Emeritus is the nation's largest assisted-living company, with annual revenue of $900 million. It operates 308 senior-living communities in 36 states, with a total potential capacity for 32,300 residents. The chain recently purchased an additional 140 homes from the bankrupt Sun West chain of care facilities.

Emeritus could face criminal charges for falsely claiming to be a state-licensed assisted living center.  It's a crime in Iowa for a company to falsely claim that it's a state-licensed assisted living facility, h, and the Iowa Department of Inspections and Appeals plans to refer the matter to county prosecutors for consideration of criminal charges.

Disabled Iowans - some near death and in need of constant supervision or skilled nursing care - signed contracts with the home that specifically described the facility as "licensed by the state of Iowa as an assisted-living facility." In some cases, residents were referred to Emeritus by physicians who were led to believe that the home was licensed to provide skilled nursing care.

Company records indicate the home has been charging each of the residents up to $3,800 per month in fees.
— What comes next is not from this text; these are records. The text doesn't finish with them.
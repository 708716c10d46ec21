//! `ruckstats-core`: shared types for the league ingestion pipeline.
//!
//! Cells as read from a workbook, the four persisted entities, and the
//! store interface they are written through. No workbook or database code.

pub mod cell;
pub mod layout;
pub mod model;
pub mod store;

pub use cell::CellValue;
pub use model::{Group, Match, MatchId, MatchTeamStats, Team, TeamId, TeamRoundStats};
pub use store::{EntityCounts, MemoryStore, Store, StoreError};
In at least one instance, it allegedly charged a resident $10,000 as a nonrefundable "move-in fee."

The company's false claims should have been uncovered in March when inspectors visited the home.  Emeritus was cited for having two residents whose medical needs could be met only by an assisted living center or a nursing home. The home promised that in the future it would only admit people who were suitable for a residential care facility. In July, inspectors revisited the home in response to a complaint and saw the problem was much larger in scope than they had previously believed. For at least 30 months, the home had been holding itself out as an assisted living center. Some of the residents were being treated for cancer, kidney failure and severe dementia. Some were receiving hospice care.  In all, 17 residents were judged to be in need of care above and beyond what could be legally provided by the home.

State inspectors determined the home's new administrator, hired just a few weeks before, had no education or experience pertaining to the management of a residential care facility and didn't meet the minimum legal requirements to run such a facility.
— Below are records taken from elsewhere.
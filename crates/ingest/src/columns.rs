// Fixed column positions in the league export

/// `Info Clubes`: one row per team per round.
pub mod clubs {
    pub const TEAM: usize = 0;
    pub const ROUND: usize = 1;
    pub const POINTS_SCORED: usize = 2;
    pub const POINTS_CONCEDED: usize = 3;
    /// Match points total as printed by the exporter. Not the league points.
    pub const TOTAL_MATCH_POINTS: usize = 4;
    pub const TRIES_SCORED: usize = 5;
    pub const TRIES_CONCEDED: usize = 6;
    pub const TRIES_MATCH: usize = 7;
    pub const TRIES_FROM_LINEOUT: usize = 8;
    pub const TRIES_FROM_SCRUM: usize = 9;
    pub const TRIES_FROM_TURNOVER: usize = 10;
    pub const TRIES_FROM_COUNTER_ATTACK: usize = 11;
    pub const TRIES_FROM_TAP: usize = 12;
    pub const TRIES_FROM_PENALTY_SCRUM: usize = 13;
    pub const EFFECTIVE_TIME: usize = 14;
    pub const POSSESSION_TIME: usize = 15;
    pub const POSSESSION_PERCENT: usize = 16;
    pub const KICKING_GAME: usize = 17;
    pub const TACKLES_MADE: usize = 18;
    pub const TACKLES_MISSED: usize = 19;
    pub const TACKLE_SUCCESS_RATE: usize = 20;
    pub const LINE_BREAKS: usize = 21;
    pub const TOTAL_RUCKS: usize = 22;
    pub const RUCK_SUCCESS: usize = 23;
    pub const TOTAL_SCRUMS: usize = 24;
    pub const SCRUMS_WON: usize = 25;
    pub const SCRUMS_RESET: usize = 26;
    pub const TOTAL_LINEOUTS: usize = 27;
    pub const LINEOUTS_WON: usize = 28;
    pub const PENALTIES_CONCEDED: usize = 29;
    pub const PEN_DEFENSIVE_RUCK: usize = 30;
    pub const PEN_ATTACKING_RUCK: usize = 31;
    pub const PEN_OFFSIDE: usize = 32;
    pub const PEN_TACKLE: usize = 33;
    pub const PEN_LINEOUT_MAUL: usize = 34;
    pub const PEN_SCRUM: usize = 35;
    pub const PEN_OTHER: usize = 36;
}

/// `Info Jogo`: one row per match.
pub mod matches {
    pub const TEAM1: usize = 0;
    pub const TEAM2: usize = 1;
    pub const ROUND: usize = 2;
    pub const REFEREE: usize = 3;
    pub const POINTS_TEAM1: usize = 4;
    pub const POINTS_TEAM2: usize = 5;
    pub const TOTAL_POINTS: usize = 6;
    pub const TRIES_TEAM1: usize = 7;
    pub const TRIES_TEAM2: usize = 8;
    pub const TOTAL_TRIES: usize = 9;
    pub const TRIES_FROM_LINEOUT: usize = 10;
    pub const TRIES_FROM_SCRUM: usize = 11;
    pub const EFFECTIVE_TIME: usize = 12;
    pub const KICKING_GAME: usize = 13;
    pub const TOTAL_RUCKS: usize = 14;
    pub const RUCK_SUCCESS_TEAM1: usize = 15;
    pub const RUCK_SUCCESS_TEAM2: usize = 16;
    pub const TOTAL_SCRUMS: usize = 17;
    pub const SCRUMS_TEAM1: usize = 18;
    pub const SCRUMS_TEAM2: usize = 19;
    pub const TOTAL_LINEOUTS: usize = 20;
    pub const LINEOUTS_TEAM1: usize = 21;
    pub const LINEOUTS_TEAM2: usize = 22;
    pub const TOTAL_PENALTIES: usize = 23;
    pub const PENALTIES_TEAM1: usize = 24;
    pub const PENALTIES_TEAM2: usize = 25;
    pub const PENALTIES_DEFENSIVE_RUCK: usize = 26;
    pub const PENALTIES_ATTACKING_RUCK: usize = 27;
    pub const PENALTIES_OFFSIDE: usize = 28;
    pub const PENALTIES_TACKLE: usize = 29;
}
The home's website and automated telephone system continued to promote the home as "the assisted living community of choice."

Emeritus Senior Living owns two other Iowa care facilities: Northpark Place Senior Living Community in Sioux City, a residential care facility the company purchased on Aug. 5, and Emeritus of Urbandale, a fully licensed assisted living facility that has faced numerous sanctions from the state in the past 18 months.  At one point, the Urbandale facility's on-call registered nurse was a company official who lived in Urbana, Ill., a six-hour drive away.

One employee of the Urbandale facility allegedly admitted to inspectors that she had destroyed a patient's medical records and then created new, fictional reports to conceal the fact that a dying resident's children had to administer medication to their parent on several occasions because no nurse was available in the facility.

The Urbandale home has also been cited for housing a violent individual who assaulted and sexually fondled other residents over a period of several days until police were called and he was escorted from the building.

 

Medicare and Hospice

Health Leaders Media and the blog Free Market Mojo wrote interesting articles about how Medicare policies increase hospice stays.  The Medicare hospice benefit is designed to provide visits by an interdisciplinary care team to better manage pain and other end of life issues and to provide psychosocial and spiritual support in the nursing home setting for residents and their families.

However, the length of an average Medicare-certified hospice stay in a nursing home has doubled during the last decade, researchers at Brown University have found.  Published in the August Journal of the American Geriatrics Society, their study finds that standard treatment time in nursing homes between 1999 and 2006 has increased from 46 to 93 days.   The study proves that nursing homes make more money by placing a resident on hospice because the standard daily payment rate for most Medicare hospice enrollment acts as an incentive for extended stays.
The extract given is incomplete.